> [Problem to work on]: Every line of the data below should be printed exactly.

————————

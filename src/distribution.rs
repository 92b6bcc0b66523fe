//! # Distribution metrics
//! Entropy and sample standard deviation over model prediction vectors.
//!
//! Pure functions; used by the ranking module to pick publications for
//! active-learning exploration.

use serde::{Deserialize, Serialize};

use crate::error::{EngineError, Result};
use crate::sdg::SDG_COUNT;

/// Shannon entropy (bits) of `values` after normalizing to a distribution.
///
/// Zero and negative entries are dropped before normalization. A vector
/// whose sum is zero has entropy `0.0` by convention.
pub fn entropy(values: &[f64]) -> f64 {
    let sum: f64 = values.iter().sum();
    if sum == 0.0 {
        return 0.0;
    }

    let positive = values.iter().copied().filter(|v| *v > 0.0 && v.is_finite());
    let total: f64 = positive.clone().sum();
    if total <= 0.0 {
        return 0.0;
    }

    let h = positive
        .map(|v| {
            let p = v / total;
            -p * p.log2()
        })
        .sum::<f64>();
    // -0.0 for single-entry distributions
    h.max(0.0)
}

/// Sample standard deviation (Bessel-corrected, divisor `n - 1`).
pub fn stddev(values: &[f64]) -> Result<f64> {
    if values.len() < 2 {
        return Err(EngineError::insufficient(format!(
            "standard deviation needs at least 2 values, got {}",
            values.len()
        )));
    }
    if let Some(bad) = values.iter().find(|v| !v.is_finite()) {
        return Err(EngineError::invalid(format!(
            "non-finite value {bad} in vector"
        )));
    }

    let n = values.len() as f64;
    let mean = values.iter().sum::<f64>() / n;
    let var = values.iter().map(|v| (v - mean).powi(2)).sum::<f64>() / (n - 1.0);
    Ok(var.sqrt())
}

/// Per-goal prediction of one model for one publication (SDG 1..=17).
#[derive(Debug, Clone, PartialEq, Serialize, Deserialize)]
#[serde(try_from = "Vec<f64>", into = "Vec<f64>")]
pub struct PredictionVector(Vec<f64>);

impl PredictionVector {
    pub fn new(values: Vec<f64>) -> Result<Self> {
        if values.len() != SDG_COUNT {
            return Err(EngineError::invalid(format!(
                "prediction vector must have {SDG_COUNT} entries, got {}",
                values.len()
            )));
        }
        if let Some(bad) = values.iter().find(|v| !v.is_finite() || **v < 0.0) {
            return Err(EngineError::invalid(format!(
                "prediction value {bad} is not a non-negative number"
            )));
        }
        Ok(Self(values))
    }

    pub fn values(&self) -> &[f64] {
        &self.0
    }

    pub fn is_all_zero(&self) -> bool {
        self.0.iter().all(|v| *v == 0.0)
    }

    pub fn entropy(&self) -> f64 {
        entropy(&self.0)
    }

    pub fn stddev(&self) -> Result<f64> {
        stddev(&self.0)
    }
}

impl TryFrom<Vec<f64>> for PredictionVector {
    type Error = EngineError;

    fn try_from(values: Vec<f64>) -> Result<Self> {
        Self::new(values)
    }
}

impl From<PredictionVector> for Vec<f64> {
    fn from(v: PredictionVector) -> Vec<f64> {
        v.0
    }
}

————————

> [Exercise solution]:
filename src/distribution.rs
repository 92b6bcc0b66523fe
//! # Distribution metrics
//! Entropy and sample standard deviation over model prediction vectors.
//!
//! Pure functions; used by the ranking module to pick publications for
//! active-learning exploration.

use serde::{Deserialize, Serialize};

use crate::error::{EngineError, Result};
use crate::sdg::SDG_COUNT;

/// Shannon entropy (bits) of `values` after normalizing to a distribution.
///
/// Zero and negative entries are dropped before normalization. A vector
/// whose sum is zero has entropy `0.0` by convention.
pub fn entropy(values: &[f64]) -> f64 {
    let sum: f64 = values.iter().sum();
    if sum == 0.0 {
        return 0.0;
    }

    let positive = values.iter().copied().filter(|v| *v > 0.0 && v.is_finite());
    let total: f64 = positive.clone().sum();
    if total <= 0.0 {
        return 0.0;
    }

    let h = positive
        .map(|v| {
            let p = v / total;
            -p * p.log2()
        })
        .sum::<f64>();
    // -0.0 for single-entry distributions
    h.max(0.0)
}

/// Sample standard deviation (Bessel-corrected, divisor `n - 1`).
pub fn stddev(values: &[f64]) -> Result<f64> {
    if values.len() < 2 {
        return Err(EngineError::insufficient(format!(
            "standard deviation needs at least 2 values, got {}",
            values.len()
        )));
    }
    if let Some(bad) = values.iter().find(|v| !v.is_finite()) {
        return Err(EngineError::invalid(format!(
            "non-finite value {bad} in vector"
        )));
    }

    let n = values.len() as f64;
    let mean = values.iter().sum::<f64>() / n;
    let var = values.iter().map(|v| (v - mean).powi(2)).sum::<f64>() / (n - 1.0);
    Ok(var.sqrt())
}

/// Per-goal prediction of one model for one publication (SDG 1..=17).
#[derive(Debug, Clone, PartialEq, Serialize, Deserialize)]
#[serde(try_from = "Vec<f64>", into = "Vec<f64>")]
pub struct PredictionVector(Vec<f64>);

impl PredictionVector {
    pub fn new(values: Vec<f64>) -> Result<Self> {
        if values.len() != SDG_COUNT {
            return Err(EngineError::invalid(format!(
                "prediction vector must have {SDG_COUNT} entries, got {}",
                values.len()
            )));
        }
        if let Some(bad) = values.iter().find(|v| !v.is_finite() || **v < 0.0) {
            return Err(EngineError::invalid(format!(
                "prediction value {bad} is not a non-negative number"
            )));
        }
        Ok(Self(values))
    }

    pub fn values(&self) -> &[f64] {
        &self.0
    }

    pub fn is_all_zero(&self) -> bool {
        self.0.iter().all(|v| *v == 0.0)
    }

    pub fn entropy(&self) -> f64 {
        entropy(&self.0)
    }

    pub fn stddev(&self) -> Result<f64> {
        stddev(&self.0)
    }
}

impl TryFrom<Vec<f64>> for PredictionVector {
    type Error = EngineError;

    fn try_from(values: Vec<f64>) -> Result<Self> {
        Self::new(values)
    }
}

impl From<PredictionVector> for Vec<f64> {
    fn from(v: PredictionVector) -> Vec<f64> {
        v.0
    }
}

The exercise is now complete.